[Records drawn from a dataset]
*** Begin section ***

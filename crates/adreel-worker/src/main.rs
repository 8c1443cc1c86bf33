//! Ad generation worker binary.

use std::sync::Arc;

use tracing::{error, info};
use tracing_subscriber::{fmt, prelude::*, EnvFilter};

use adreel_generate::HttpGenerator;
use adreel_queue::{JobQueue, ProgressChannel};
use adreel_repository::MemoryJobStore;
use adreel_storage::{ObjectCacheConfig, RemoteObjectCache, S3Store};
use adreel_worker::{FfmpegComposer, JobExecutor, ProcessingContext, WorkerConfig};

#[tokio::main]
async fn main() {
    // Load environment variables
    dotenvy::dotenv().ok();

    // Colored output for dev, JSON for production
    let use_json = std::env::var("LOG_FORMAT")
        .map(|v| v.to_lowercase() == "json")
        .unwrap_or(false);

    let env_filter = EnvFilter::from_default_env()
        .add_directive("adreel=info".parse().unwrap())
        .add_directive("aws_config=warn".parse().unwrap())
        .add_directive("hyper=warn".parse().unwrap());

    if use_json {
        tracing_subscriber::registry()
            .with(fmt::layer().json())
            .with(env_filter)
            .init();
    } else {
        tracing_subscriber::registry()
            .with(
                fmt::layer()
                    .with_ansi(true)
                    .with_target(true)
                    .with_thread_ids(false)
                    .with_file(false)
                    .with_line_number(false),
            )
            .with(env_filter)
            .init();
    }

    info!("Starting adreel-worker");

    let config = WorkerConfig::from_env();
    info!("Worker config: {:?}", config);

    let queue = match JobQueue::from_env() {
        Ok(q) => q,
        Err(e) => {
            error!("Failed to create job queue: {}", e);
            std::process::exit(1);
        }
    };

    let redis_url =
        std::env::var("REDIS_URL").unwrap_or_else(|_| "redis://localhost:6379".to_string());
    let progress = match ProgressChannel::new(&redis_url) {
        Ok(p) => p,
        Err(e) => {
            error!("Failed to create progress channel: {}", e);
            std::process::exit(1);
        }
    };

    let store = match S3Store::from_env() {
        Ok(s) => Arc::new(s),
        Err(e) => {
            error!("Failed to create object store: {}", e);
            std::process::exit(1);
        }
    };

    let generator = match HttpGenerator::from_env() {
        Ok(g) => g,
        Err(e) => {
            error!("Failed to create generation client: {}", e);
            std::process::exit(1);
        }
    };

    let cache = RemoteObjectCache::new(store.clone(), ObjectCacheConfig::from_env());

    let ctx = ProcessingContext {
        config,
        repo: Arc::new(MemoryJobStore::new()),
        store,
        cache: Arc::new(cache),
        generator: Arc::new(generator),
        composer: Arc::new(FfmpegComposer),
        progress: Arc::new(progress),
    };

    let executor = Arc::new(JobExecutor::new(ctx, queue));

    // Finish or cleanly fail the in-flight stage before exiting.
    let shutdown_executor = Arc::clone(&executor);
    tokio::spawn(async move {
        tokio::signal::ctrl_c().await.ok();
        info!("Received shutdown signal");
        shutdown_executor.shutdown();
    });

    if let Err(e) = executor.run().await {
        error!("Executor error: {}", e);
        std::process::exit(1);
    }

    info!("Worker shutdown complete");
}
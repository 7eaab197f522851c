//! One shard's worth of pub/sub state: a single long-lived subscriber
//! connection demultiplexing broadcasts into locally-registered channel
//! queues, plus a publisher pool for outbound `PUBLISH`.

use std::collections::{HashSet, VecDeque};
use std::sync::Arc;
use std::sync::atomic::{AtomicU64, Ordering};
use std::time::Duration;

use dashmap::{DashMap, DashSet};
use deadpool_redis::redis::{AsyncCommands, Client};
use futures::StreamExt;
use parking_lot::Mutex;
use rand::Rng;
use tokio::sync::{Notify, mpsc, watch};
use tokio::task::JoinHandle;

use crate::codec::{Codec, MsgpackCodec};
use crate::config::ReconnectHook;
use crate::error::Result;
use crate::layer::Message;
use crate::redis_pool::{PoolRegistry, RedisEndpoint, sanitize_redis_url};

const GROUP_CHANNEL_PREFIX: &str = "__group__:";
const RECONNECT_BASE_DELAY: Duration = Duration::from_millis(100);
const RECONNECT_MAX_DELAY: Duration = Duration::from_secs(10);

/// Exponential backoff with full jitter: `attempt` counts consecutive
/// failures since the last successful connection.
fn reconnect_delay(attempt: u32) -> Duration {
    let factor = 1u64.checked_shl(attempt).unwrap_or(u64::MAX);
    let exp_ms = (RECONNECT_BASE_DELAY.as_millis() as u64).saturating_mul(factor);
    let cap_ms = exp_ms.min(RECONNECT_MAX_DELAY.as_millis() as u64);
    let jittered_ms = rand::thread_rng().gen_range(0..=cap_ms);
    Duration::from_millis(jittered_ms)
}

struct LocalQueue {
    items: Mutex<VecDeque<Vec<u8>>>,
    notify: Notify,
    capacity: usize,
    dropped: AtomicU64,
}

impl LocalQueue {
    fn new(capacity: usize) -> Self {
        Self {
            items: Mutex::new(VecDeque::new()),
            notify: Notify::new(),
            capacity,
            dropped: AtomicU64::new(0),
        }
    }

    /// Drop-oldest overflow: the consumer observes a gap, never a stall.
    fn push(&self, payload: Vec<u8>) {
        let mut items = self.items.lock();
        if items.len() >= self.capacity {
            items.pop_front();
            self.dropped.fetch_add(1, Ordering::Relaxed);
        }
        items.push_back(payload);
        drop(items);
        self.notify.notify_one();
    }

    async fn pop(&self) -> Vec<u8> {
        loop {
            let notified = self.notify.notified();
            {
                let mut items = self.items.lock();
                if let Some(item) = items.pop_front() {
                    return item;
                }
            }
            notified.await;
        }
    }

    /// Count of messages dropped because the local queue was full.
    fn dropped(&self) -> u64 {
        self.dropped.load(Ordering::Relaxed)
    }
}

enum BridgeCommand {
    Subscribe(String),
    Unsubscribe(String),
}

/// All state one `ShardLayer` needs to demultiplex delivered messages,
/// shared with the bridge task.
struct Dispatch {
    local_channels: DashMap<String, Arc<LocalQueue>>,
    local_groups: DashMap<String, Mutex<HashSet<String>>>,
    capacity: usize,
}

impl Dispatch {
    fn deliver(&self, redis_channel: &str, prefix: &str, payload: Vec<u8>) {
        let group_prefix = format!("{prefix}:{GROUP_CHANNEL_PREFIX}");
        if let Some(group) = redis_channel.strip_prefix(group_prefix.as_str()) {
            if let Some(members) = self.local_groups.get(group) {
                for member in members.lock().iter() {
                    self.queue_for(member).push(payload.clone());
                }
            }
            return;
        }
        let channel_prefix = format!("{prefix}:");
        if let Some(channel) = redis_channel.strip_prefix(channel_prefix.as_str()) {
            self.queue_for(channel).push(payload);
        }
    }

    fn queue_for(&self, channel: &str) -> Arc<LocalQueue> {
        self.local_channels
            .entry(channel.to_string())
            .or_insert_with(|| Arc::new(LocalQueue::new(self.capacity)))
            .clone()
    }
}

/// Owns one configured Redis host: a publisher pool plus the single
/// subscriber connection that feeds all locally-registered channels and
/// groups on this shard.
pub struct ShardLayer {
    prefix: String,
    codec: MsgpackCodec,
    publish_pool: PoolRegistry,
    dispatch: Arc<Dispatch>,
    subscribed: Arc<DashSet<String>>,
    command_tx: mpsc::UnboundedSender<BridgeCommand>,
    shutdown_tx: watch::Sender<bool>,
    bridge_handle: Mutex<Option<JoinHandle<()>>>,
}

impl ShardLayer {
    pub fn new(
        url: String,
        prefix: String,
        capacity: usize,
        on_disconnect: Option<ReconnectHook>,
        on_reconnect: Option<ReconnectHook>,
    ) -> Self {
        let dispatch = Arc::new(Dispatch {
            local_channels: DashMap::new(),
            local_groups: DashMap::new(),
            capacity,
        });
        let subscribed = Arc::new(DashSet::new());
        let (command_tx, command_rx) = mpsc::unbounded_channel();
        let (shutdown_tx, shutdown_rx) = watch::channel(false);

        let handle = tokio::spawn(run_bridge(
            url.clone(),
            prefix.clone(),
            dispatch.clone(),
            subscribed.clone(),
            command_rx,
            shutdown_rx,
            on_disconnect,
            on_reconnect,
        ));

        Self {
            prefix,
            codec: MsgpackCodec,
            publish_pool: PoolRegistry::new(RedisEndpoint::Direct(url)),
            dispatch,
            subscribed,
            command_tx,
            shutdown_tx,
            bridge_handle: Mutex::new(Some(handle)),
        }
    }

    fn redis_channel(&self, channel: &str) -> String {
        format!("{}:{}", self.prefix, channel)
    }

    fn redis_group_channel(&self, group: &str) -> String {
        format!("{}:{GROUP_CHANNEL_PREFIX}{}", self.prefix, group)
    }

    /// Messages dropped from `channel`'s local queue due to overflow.
    pub fn dropped_count(&self, channel: &str) -> u64 {
        self.dispatch
            .local_channels
            .get(channel)
            .map(|queue| queue.dropped())
            .unwrap_or(0)
    }

    /// Fast path: deliver directly if `channel` already has a local
    /// subscriber on this shard, skipping the network round trip.
    pub fn try_local_push(&self, channel: &str, payload: &[u8]) -> bool {
        if let Some(queue) = self.dispatch.local_channels.get(channel) {
            queue.push(payload.to_vec());
            true
        } else {
            false
        }
    }

    pub async fn publish(&self, redis_channel: &str, payload: Vec<u8>) -> Result<()> {
        let pool = self.publish_pool.pool().await?;
        let mut conn = pool.get().await?;
        conn.publish::<_, _, ()>(redis_channel, payload).await?;
        Ok(())
    }

    pub async fn send(&self, channel: &str, message: &Message) -> Result<()> {
        let payload = self.codec.encode(message)?;
        if self.try_local_push(channel, &payload) {
            return Ok(());
        }
        self.publish(&self.redis_channel(channel), payload).await
    }

    /// Ensures a subscriber connection exists for `channel`, then blocks
    /// for the next message delivered to it.
    pub async fn receive(&self, channel: &str) -> Result<Message> {
        self.ensure_subscribed(&self.redis_channel(channel));
        let queue = self.dispatch.queue_for(channel);
        let payload = queue.pop().await;
        self.codec.decode(&payload)
    }

    pub fn group_add(&self, group: &str, channel: &str) {
        self.ensure_subscribed(&self.redis_group_channel(group));
        self.dispatch
            .local_groups
            .entry(group.to_string())
            .or_insert_with(|| Mutex::new(HashSet::new()))
            .lock()
            .insert(channel.to_string());
    }

    pub fn group_discard(&self, group: &str, channel: &str) {
        if let Some(members) = self.dispatch.local_groups.get(group) {
            members.lock().remove(channel);
        }
    }

    pub async fn group_send(&self, group: &str, message: &Message) -> Result<()> {
        let payload = self.codec.encode(message)?;
        self.publish(&self.redis_group_channel(group), payload).await
    }

    fn ensure_subscribed(&self, redis_channel: &str) {
        if self.subscribed.insert(redis_channel.to_string()) {
            let _ = self.command_tx.send(BridgeCommand::Subscribe(redis_channel.to_string()));
        }
    }

    pub async fn close(&self) {
        let _ = self.shutdown_tx.send(true);
        if let Some(handle) = self.bridge_handle.lock().take() {
            let _ = handle.await;
        }
    }
}

async fn run_bridge(
    url: String,
    prefix: String,
    dispatch: Arc<Dispatch>,
    subscribed: Arc<DashSet<String>>,
    mut command_rx: mpsc::UnboundedReceiver<BridgeCommand>,
    mut shutdown_rx: watch::Receiver<bool>,
    on_disconnect: Option<ReconnectHook>,
    on_reconnect: Option<ReconnectHook>,
) {
    let mut attempt: u32 = 0;

    loop {
        if *shutdown_rx.borrow() {
            return;
        }

        let client = match Client::open(url.as_str()) {
            Ok(client) => client,
            Err(err) => {
                tracing::warn!(url = %sanitize_redis_url(&url), error = %err, "pubsub bridge: failed to open client");
                let delay = reconnect_delay(attempt);
                attempt = attempt.saturating_add(1);
                tokio::time::sleep(delay).await;
                continue;
            }
        };
        let mut pubsub = match client.get_async_pubsub().await {
            Ok(pubsub) => pubsub,
            Err(err) => {
                tracing::warn!(url = %sanitize_redis_url(&url), error = %err, "pubsub bridge: failed to connect");
                let delay = reconnect_delay(attempt);
                attempt = attempt.saturating_add(1);
                tokio::time::sleep(delay).await;
                continue;
            }
        };

        if attempt > 0 {
            if let Some(hook) = &on_reconnect {
                hook.0();
            }
        }
        attempt = 0;

        for channel in subscribed.iter() {
            if let Err(err) = pubsub.subscribe(channel.as_str()).await {
                tracing::warn!(channel = %*channel, error = %err, "pubsub bridge: resubscribe failed");
            }
        }

        let mut disconnected = false;
        while !disconnected {
            let mut stream = pubsub.on_message();
            tokio::select! {
                biased;

                _ = shutdown_rx.changed() => {
                    if *shutdown_rx.borrow() {
                        return;
                    }
                }

                command = command_rx.recv() => {
                    match command {
                        Some(BridgeCommand::Subscribe(channel)) => {
                            drop(stream);
                            if let Err(err) = pubsub.subscribe(&channel).await {
                                tracing::warn!(channel, error = %err, "pubsub bridge: subscribe failed");
                                disconnected = true;
                            }
                            continue;
                        }
                        Some(BridgeCommand::Unsubscribe(channel)) => {
                            drop(stream);
                            subscribed.remove(&channel);
                            if let Err(err) = pubsub.unsubscribe(&channel).await {
                                tracing::warn!(channel, error = %err, "pubsub bridge: unsubscribe failed");
                            }
                            continue;
                        }
                        None => return,
                    }
                }

                message = stream.next() => {
                    match message {
                        Some(message) => {
                            let redis_channel: String = message.get_channel_name().to_string();
                            let payload: Vec<u8> = message.get_payload().unwrap_or_default();
                            drop(stream);
                            dispatch.deliver(&redis_channel, &prefix, payload);
                        }
                        None => {
                            drop(stream);
                            disconnected = true;
                        }
                    }
                }
            }
        }

        tracing::warn!(url = %sanitize_redis_url(&url), "pubsub bridge: connection lost, reconnecting");
        if let Some(hook) = &on_disconnect {
            hook.0();
        }
        let delay = reconnect_delay(attempt);
        attempt = attempt.saturating_add(1);
        tokio::time::sleep(delay).await;
    }
}

#[cfg(test)]
mod tests {
    use super::*;

    #[tokio::test]
    async fn redis_channel_naming() {
        let shard = ShardLayer::new("redis://localhost:6379".into(), "app".into(), 10, None, None);
        assert_eq!(shard.redis_channel("room.1"), "app:room.1");
        assert_eq!(shard.redis_group_channel("lobby"), "app:__group__:lobby");
    }

    #[tokio::test]
    async fn local_fast_path_skips_publish_when_no_local_subscriber() {
        let shard = ShardLayer::new("redis://localhost:6379".into(), "app".into(), 10, None, None);
        assert!(!shard.try_local_push("room.1", b"hello"));
    }

    #[test]
    fn reconnect_delay_grows_and_caps() {
        for _ in 0..50 {
            assert!(reconnect_delay(0) <= RECONNECT_BASE_DELAY);
            assert!(reconnect_delay(3) <= RECONNECT_BASE_DELAY * 8);
            assert!(reconnect_delay(100) <= RECONNECT_MAX_DELAY);
        }
    }
}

*** End section ***

● The problem
Copy out, word for word, the part of the entries above that begins at the line with "due to overflow." and ends at the line with "has a local", including both.

● The answer
    /// Messages dropped from `channel`'s local queue due to overflow.
    pub fn dropped_count(&self, channel: &str) -> u64 {
        self.dispatch
            .local_channels
            .get(channel)
            .map(|queue| queue.dropped())
            .unwrap_or(0)
    }

    /// Fast path: deliver directly if `channel` already has a local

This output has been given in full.